> _Activity_
Transcribe the data exactly, stopping after the "was a Tuesday." line.

> _Data extracts_
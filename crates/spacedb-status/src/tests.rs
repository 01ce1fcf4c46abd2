//! Router tests driven through `tower::ServiceExt::oneshot`.

use std::sync::Arc;

use axum::{
  body::{Body, to_bytes},
  http::{Request, StatusCode, header},
};
use chrono::{NaiveDate, NaiveDateTime};
use serde_json::Value;
use spacedb_core::{
  clock::FixedClock,
  policy::{OpenHoursWindow, PublicHours},
  snapshot::{ManualFlagSource, OpenHoursSource, SensorSource, SpaceInfo},
};
use tower::ServiceExt as _;

use crate::{StatusState, status_router};

#[derive(Debug, thiserror::Error)]
#[error("sensor offline")]
struct Offline;

#[derive(Default)]
struct Sources {
  open:         bool,
  temperature:  Option<i64>,
  present:      Vec<String>,
  flag_broken:  bool,
  sensors_down: bool,
}

impl ManualFlagSource for Sources {
  type Error = Offline;

  async fn manual_open_flag(&self) -> Result<bool, Offline> {
    if self.flag_broken { Err(Offline) } else { Ok(self.open) }
  }
}

impl OpenHoursSource for Sources {
  type Error = Offline;

  async fn open_hours_at(&self, _now: NaiveDateTime) -> Result<Vec<OpenHoursWindow>, Offline> {
    Ok(Vec::new())
  }
}

impl SensorSource for Sources {
  type Error = Offline;

  async fn latest_temperature(&self) -> Result<Option<i64>, Offline> {
    if self.sensors_down { Err(Offline) } else { Ok(self.temperature) }
  }

  async fn present_members(&self, _now: NaiveDateTime) -> Result<Vec<String>, Offline> {
    if self.sensors_down { Err(Offline) } else { Ok(self.present.clone()) }
  }
}

// 2024-01-02 was a Tuesday.
fn tuesday_at(hour: u32) -> FixedClock {
  FixedClock(NaiveDate::from_ymd_opt(2024, 1, 2).unwrap().and_hms_opt(hour, 0, 0).unwrap())
}

async fn get_status(sources: Sources, clock: FixedClock) -> (StatusCode, header::HeaderMap, Value) {
  let app = status_router(StatusState {
    source:       Arc::new(sources),
    clock:        Arc::new(clock),
    info:         Arc::new(SpaceInfo::default()),
    public_hours: Arc::new(PublicHours::default()),
  });
  let response = app
    .oneshot(Request::get("/status.json").body(Body::empty()).unwrap())
    .await
    .unwrap();
  let status = response.status();
  let headers = response.headers().clone();
  let bytes = to_bytes(response.into_body(), usize::MAX).await.unwrap();
  (status, headers, serde_json::from_slice(&bytes).unwrap())
}

#[tokio::test]
async fn headers_allow_any_origin_without_caching() {
  let (status, headers, _) = get_status(Sources::default(), tuesday_at(12)).await;
  assert_eq!(status, StatusCode::OK);
  assert_eq!(headers[header::CONTENT_TYPE], "application/json");
  assert_eq!(headers[header::ACCESS_CONTROL_ALLOW_ORIGIN], "*");
  assert_eq!(headers[header::CACHE_CONTROL], "no-cache");
}

#[tokio::test]
async fn tuesday_evening_is_open_to_all() {
  let sources = Sources {
    open: true,
    temperature: Some(20),
    present: vec!["ada".into(), "bob".into(), "cy".into()],
    ..Default::default()
  };
  let (_, _, doc) = get_status(sources, tuesday_at(19)).await;

  assert_eq!(doc["space"], "Leeds Hackspace");
  assert_eq!(doc["location"]["lat"], 53.800747);
  assert_eq!(doc["state"], serde_json::json!({ "open": true, "message": "Open to All" }));
  assert_eq!(
    doc["sensors"]["temperature"],
    serde_json::json!([{ "value": 20, "unit": "°C", "location": "Inside" }])
  );
  assert_eq!(doc["sensors"]["people_now_present"]["value"], 3);
  assert_eq!(doc["sensors"]["people_now_present"]["names"].as_array().unwrap().len(), 3);
}

#[tokio::test]
async fn nobody_present_omits_names() {
  let sources = Sources { open: true, ..Default::default() };
  let (_, _, doc) = get_status(sources, tuesday_at(12)).await;

  assert_eq!(doc["state"]["message"], "Open to Members");
  assert_eq!(doc["sensors"]["people_now_present"], serde_json::json!({ "value": 0 }));
  assert!(doc["sensors"].get("temperature").is_none());
}

#[tokio::test]
async fn failing_sources_degrade_only_their_fields() {
  let sources = Sources { flag_broken: true, sensors_down: true, ..Default::default() };
  let (status, _, doc) = get_status(sources, tuesday_at(19)).await;

  assert_eq!(status, StatusCode::OK);
  assert_eq!(doc["state"], serde_json::json!({ "open": null }));
  assert_eq!(doc["sensors"], serde_json::json!({}));
  assert_eq!(doc["contact"]["twitter"], "@leedshackspace");
}

#[tokio::test]
async fn post_is_rejected() {
  let app = status_router(StatusState {
    source:       Arc::new(Sources::default()),
    clock:        Arc::new(tuesday_at(12)),
    info:         Arc::new(SpaceInfo::default()),
    public_hours: Arc::new(PublicHours::default()),
  });
  let response = app
    .oneshot(Request::post("/status.json").body(Body::empty()).unwrap())
    .await
    .unwrap();
  assert_eq!(response.status(), StatusCode::METHOD_NOT_ALLOWED);
}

> _Exercise solution_
filename crates/spacedb-status/src/tests.rs
repository 01ce1fcf4c46abd2
//! Router tests driven through `tower::ServiceExt::oneshot`.

use std::sync::Arc;

use axum::{
  body::{Body, to_bytes},
  http::{Request, StatusCode, header},
};
use chrono::{NaiveDate, NaiveDateTime};
use serde_json::Value;
use spacedb_core::{
  clock::FixedClock,
  policy::{OpenHoursWindow, PublicHours},
  snapshot::{ManualFlagSource, OpenHoursSource, SensorSource, SpaceInfo},
};
use tower::ServiceExt as _;

use crate::{StatusState, status_router};

#[derive(Debug, thiserror::Error)]
#[error("sensor offline")]
struct Offline;

#[derive(Default)]
struct Sources {
  open:         bool,
  temperature:  Option<i64>,
  present:      Vec<String>,
  flag_broken:  bool,
  sensors_down: bool,
}

impl ManualFlagSource for Sources {
  type Error = Offline;

  async fn manual_open_flag(&self) -> Result<bool, Offline> {
    if self.flag_broken { Err(Offline) } else { Ok(self.open) }
  }
}

impl OpenHoursSource for Sources {
  type Error = Offline;

  async fn open_hours_at(&self, _now: NaiveDateTime) -> Result<Vec<OpenHoursWindow>, Offline> {
    Ok(Vec::new())
  }
}

impl SensorSource for Sources {
  type Error = Offline;

  async fn latest_temperature(&self) -> Result<Option<i64>, Offline> {
    if self.sensors_down { Err(Offline) } else { Ok(self.temperature) }
  }

  async fn present_members(&self, _now: NaiveDateTime) -> Result<Vec<String>, Offline> {
    if self.sensors_down { Err(Offline) } else { Ok(self.present.clone()) }
  }
}

// 2024-01-02 was a Tuesday.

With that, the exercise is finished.